◆ Task goal: Go through the data from its first line and retype each line, stopping once the line containing "built-in course configuration" has been retyped.

Saved data entries
Start of Block

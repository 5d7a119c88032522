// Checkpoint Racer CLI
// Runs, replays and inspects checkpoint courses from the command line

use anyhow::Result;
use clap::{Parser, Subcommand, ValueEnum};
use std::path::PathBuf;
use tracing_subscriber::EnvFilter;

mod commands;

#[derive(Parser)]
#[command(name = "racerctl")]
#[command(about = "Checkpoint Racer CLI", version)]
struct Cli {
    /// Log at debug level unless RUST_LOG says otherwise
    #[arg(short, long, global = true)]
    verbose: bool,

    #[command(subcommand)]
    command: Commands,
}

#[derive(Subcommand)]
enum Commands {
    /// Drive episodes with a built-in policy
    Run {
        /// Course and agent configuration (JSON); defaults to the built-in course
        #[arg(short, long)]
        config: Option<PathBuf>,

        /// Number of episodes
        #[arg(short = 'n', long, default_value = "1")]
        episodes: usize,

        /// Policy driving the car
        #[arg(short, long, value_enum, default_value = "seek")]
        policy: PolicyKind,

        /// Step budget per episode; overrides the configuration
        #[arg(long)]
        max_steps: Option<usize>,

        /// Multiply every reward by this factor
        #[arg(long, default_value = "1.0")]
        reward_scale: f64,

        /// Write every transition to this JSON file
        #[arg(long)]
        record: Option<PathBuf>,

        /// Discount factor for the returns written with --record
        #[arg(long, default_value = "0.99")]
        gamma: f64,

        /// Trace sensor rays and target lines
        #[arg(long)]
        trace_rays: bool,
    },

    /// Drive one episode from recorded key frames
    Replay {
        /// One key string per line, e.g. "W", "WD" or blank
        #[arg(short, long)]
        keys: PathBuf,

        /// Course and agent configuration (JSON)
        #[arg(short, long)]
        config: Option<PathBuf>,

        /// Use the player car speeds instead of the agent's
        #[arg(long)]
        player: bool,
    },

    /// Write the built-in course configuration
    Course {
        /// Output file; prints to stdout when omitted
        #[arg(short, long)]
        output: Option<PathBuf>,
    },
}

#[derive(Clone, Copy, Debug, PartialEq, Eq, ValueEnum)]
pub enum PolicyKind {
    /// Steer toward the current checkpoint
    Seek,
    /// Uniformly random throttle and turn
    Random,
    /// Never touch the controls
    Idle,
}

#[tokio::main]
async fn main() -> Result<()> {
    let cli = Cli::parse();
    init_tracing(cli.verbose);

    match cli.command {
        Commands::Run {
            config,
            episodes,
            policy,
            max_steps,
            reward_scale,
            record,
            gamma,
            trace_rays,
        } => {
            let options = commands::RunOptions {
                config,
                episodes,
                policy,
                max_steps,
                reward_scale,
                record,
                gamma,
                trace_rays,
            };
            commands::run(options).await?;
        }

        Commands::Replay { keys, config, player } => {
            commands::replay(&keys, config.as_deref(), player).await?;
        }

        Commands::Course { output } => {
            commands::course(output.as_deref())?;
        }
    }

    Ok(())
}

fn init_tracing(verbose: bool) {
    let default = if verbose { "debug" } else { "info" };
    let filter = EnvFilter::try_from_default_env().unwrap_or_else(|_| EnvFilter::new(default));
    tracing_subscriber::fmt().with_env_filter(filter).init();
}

End of Block

◆ Expected answer:
repository 5d7a119c88032522
// Checkpoint Racer CLI
// Runs, replays and inspects checkpoint courses from the command line

use anyhow::Result;
use clap::{Parser, Subcommand, ValueEnum};
use std::path::PathBuf;
use tracing_subscriber::EnvFilter;

mod commands;

#[derive(Parser)]
#[command(name = "racerctl")]
#[command(about = "Checkpoint Racer CLI", version)]
struct Cli {
    /// Log at debug level unless RUST_LOG says otherwise
    #[arg(short, long, global = true)]
    verbose: bool,

    #[command(subcommand)]
    command: Commands,
}

#[derive(Subcommand)]
enum Commands {
    /// Drive episodes with a built-in policy
    Run {
        /// Course and agent configuration (JSON); defaults to the built-in course
        #[arg(short, long)]
        config: Option<PathBuf>,

        /// Number of episodes
        #[arg(short = 'n', long, default_value = "1")]
        episodes: usize,

        /// Policy driving the car
        #[arg(short, long, value_enum, default_value = "seek")]
        policy: PolicyKind,

        /// Step budget per episode; overrides the configuration
        #[arg(long)]
        max_steps: Option<usize>,

        /// Multiply every reward by this factor
        #[arg(long, default_value = "1.0")]
        reward_scale: f64,

        /// Write every transition to this JSON file
        #[arg(long)]
        record: Option<PathBuf>,

        /// Discount factor for the returns written with --record
        #[arg(long, default_value = "0.99")]
        gamma: f64,

        /// Trace sensor rays and target lines
        #[arg(long)]
        trace_rays: bool,
    },

    /// Drive one episode from recorded key frames
    Replay {
        /// One key string per line, e.g. "W", "WD" or blank
        #[arg(short, long)]
        keys: PathBuf,

        /// Course and agent configuration (JSON)
        #[arg(short, long)]
        config: Option<PathBuf>,

        /// Use the player car speeds instead of the agent's
        #[arg(long)]
        player: bool,
    },

    /// Write the built-in course configuration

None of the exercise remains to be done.